Self recorded various demos during the production of Ornament & Crime, many of which would later be included as a part of Porno, Mint & Grime. On September 9, 2002, Mahaffey recorded a demo for "Pretty One," which had originated from a jam session the previous year, and a demo for "Breakdown", with plans to record studio versions later that month. Mahaffey additionally recorded the song "This is Love" for the 2004 American animated fantasy comedy film Shrek 2, meant to mimic the American rock band Weezer's Island in the Sun, but the song was rejected as the producers wanted a new song from Weezer.

==Release==
===Independent song releases and Tunes of the Week===
Various songs from Porno, Mint & Grime had been available prior to their official release.

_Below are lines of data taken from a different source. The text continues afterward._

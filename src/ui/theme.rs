//! Visual theme and styling.

use console::Style;

/// Terminal theme for run output and step listings.
#[derive(Debug, Clone)]
pub struct SetupTheme {
    /// Style for success messages (green).
    pub success: Style,
    /// Style for error messages (red bold).
    pub error: Style,
    /// Style for dim/secondary text.
    pub dim: Style,
    /// Style for highlighted/important text (bold).
    pub highlight: Style,
    /// Style for headers (magenta bold).
    pub header: Style,
    /// Style for commands shown in output (dim italic).
    pub command: Style,
    /// Style for pending work (orange).
    pub pending: Style,
}

impl Default for SetupTheme {
    fn default() -> Self {
        Self::new()
    }
}

impl SetupTheme {
    /// Create the default theme.
    pub fn new() -> Self {
        Self {
            success: Style::new().green(),
            error: Style::new().red().bold(),
            dim: Style::new().dim(),
            highlight: Style::new().bold(),
            header: Style::new().bold().magenta(),
            command: Style::new().dim().italic(),
            pending: Style::new().color256(208),
        }
    }

    /// Create a theme without colors (for non-TTY or --no-color).
    pub fn plain() -> Self {
        Self {
            success: Style::new(),
            error: Style::new(),
            dim: Style::new(),
            highlight: Style::new(),
            header: Style::new(),
            command: Style::new(),
            pending: Style::new(),
        }
    }

    /// Pick the colored or plain theme for the current terminal.
    pub fn detect() -> Self {
        if should_use_colors() {
            Self::new()
        } else {
            Self::plain()
        }
    }

    /// Format an error line (red bold).
    pub fn format_error(&self, msg: &str) -> String {
        format!("{}", self.error.apply_to(msg))
    }

    /// Format a header banner.
    pub fn format_header(&self, title: &str) -> String {
        format!("{} {}", self.header.apply_to("◆"), self.highlight.apply_to(title))
    }

    /// Format a step line with its status marker.
    pub fn format_step(&self, name: &str, title: &str, satisfied: bool) -> String {
        if satisfied {
            format!(
                "{} {} {}",
                self.success.apply_to("✓"),
                self.highlight.apply_to(name),
                self.dim.apply_to(format!("({} present)", title))
            )
        } else {
            format!(
                "{} {} {}",
                self.pending.apply_to("○"),
                self.highlight.apply_to(name),
                self.dim.apply_to(format!("({} pending)", title))
            )
        }
    }

    /// Format a command preview line.
    pub fn format_command(&self, command: &str) -> String {
        format!("    {}", self.command.apply_to(command))
    }
}

/// Check if colors should be enabled.
pub fn should_use_colors() -> bool {
    // Check NO_COLOR env var (https://no-color.org/)
    if std::env::var("NO_COLOR").is_ok() {
        return false;
    }

    console::Term::stdout().is_term()
}

#[cfg(test)]
mod tests {
    use super::*;

    #[test]
    fn plain_error_is_unstyled() {
        let theme = SetupTheme::plain();
        assert_eq!(theme.format_error("Failed"), "Failed");
    }

    #[test]
    fn header_contains_title() {
        let theme = SetupTheme::plain();
        let msg = theme.format_header("Provisioning");
        assert!(msg.contains("◆"));
        assert!(msg.contains("Provisioning"));
    }

    #[test]
    fn step_marks_satisfied_and_pending() {
        let theme = SetupTheme::plain();
        assert!(theme.format_step("editor", "NeoVim", true).starts_with("✓ editor"));
        assert!(theme.format_step("editor", "NeoVim", false).starts_with("○ editor"));
    }

    #[test]
    fn command_preview_is_indented() {
        let theme = SetupTheme::plain();
        assert_eq!(theme.format_command("git --version"), "    git --version");
    }

    #[test]
    fn default_impl_matches_new() {
        let default = SetupTheme::default();
        let new = SetupTheme::new();
        assert_eq!(default.format_header("x"), new.format_header("x"));
    }
}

On October 5, 2000, "Brooklyn" was aired on the student-run radio station WMTS-FM. "See If You Swim" was previously released on volume 9 of the Japanese pop fanzine Kheer in April 2001, later being included on Self's second compilation album Selfafornia (2001).

On January 20, 2002, Self announced that they would launch a new website for sharing band updates and contact information, including new music by the band. Upon launch, the band released the song "Busy Sending Me". On August 5, Self released "Potential," followed by "Breakdown" and "Pretty One" on September 9, released on their website as parts of "Tunes of the Week." By April 7, 2004, Self had run out of b-sides and demos to share on their website, with an announcement that the band would be performing at Spaceland as Britt Daniel's opening act. In 2004, the song "While the Gangsters Sleep" was used in the film "The Bros." "This is Love" was featured in trailers promoting the 2004 American romantic comedy film Win a Date with Tad Hamilton!, and was featured on the soundtrack to the American romantic comedy film Another Gay Movie released on July 28, 2006.

===Selfies and vinyl release===
Self released Porno, Mint & Grime on April 14, 2005, on the fan forum Selfies, with the songs having been available previously on their official site through streaming. The album cover was created by band associate Brad Ross-MacLeod, and features an essay by Mahaffey discussing the recording of Ornament & Crime and Porno, Mint & Grime, alongside his feelings towards the final product. A small manga-influenced comic strip is also included, created by L.M. Lorady (Azarath), Azarath had previously created the cover for Self's "Grow Up" single in 2003.

On June 9, 2017, El Camino Media announced that they would officially release Ornament & Crime and Porno, Mint & Grime on vinyl for the first time, planning for a Summer release date. The album was released on August 25, 2017, as a limited-edition vinyl, with autographed copies being sold as ticket bundles for WRLT's Ellison Place Street Festival. It featured new cover artwork by Andy Suriano, originally drawn in 2008, with Self logo and the album text layered above the artwork. On October 24, 2025, both Porno, Mint & Grime and Ornament & Crime were published to streaming services in celebration of Subliminal Plastic Motives 30th anniversary.

==Reception==
In 2010, the Duluth News Tribune retrospectively compared Porno, Mint & Grime to Psalm One's Woman at Work series, citing a wide range of style and genres.

==Legacy==
A month after the release of Porno, Mint & Grime Self guitarist Mike Mahaffey would pass away in his sleep of unknown causes, the band would play a show in his honor on September 10, performing the song "Pretty One." A live bootleg recording of the concert was uploaded to Selfies on January 31, 2006. Combined with the shelving of Ornament & Crime, Self would enter a hiatus shortly after Mike Mahaffey's death. Porno, Mint & Grime would remain the band's last studio work until the EP Super Fake Nice (2014).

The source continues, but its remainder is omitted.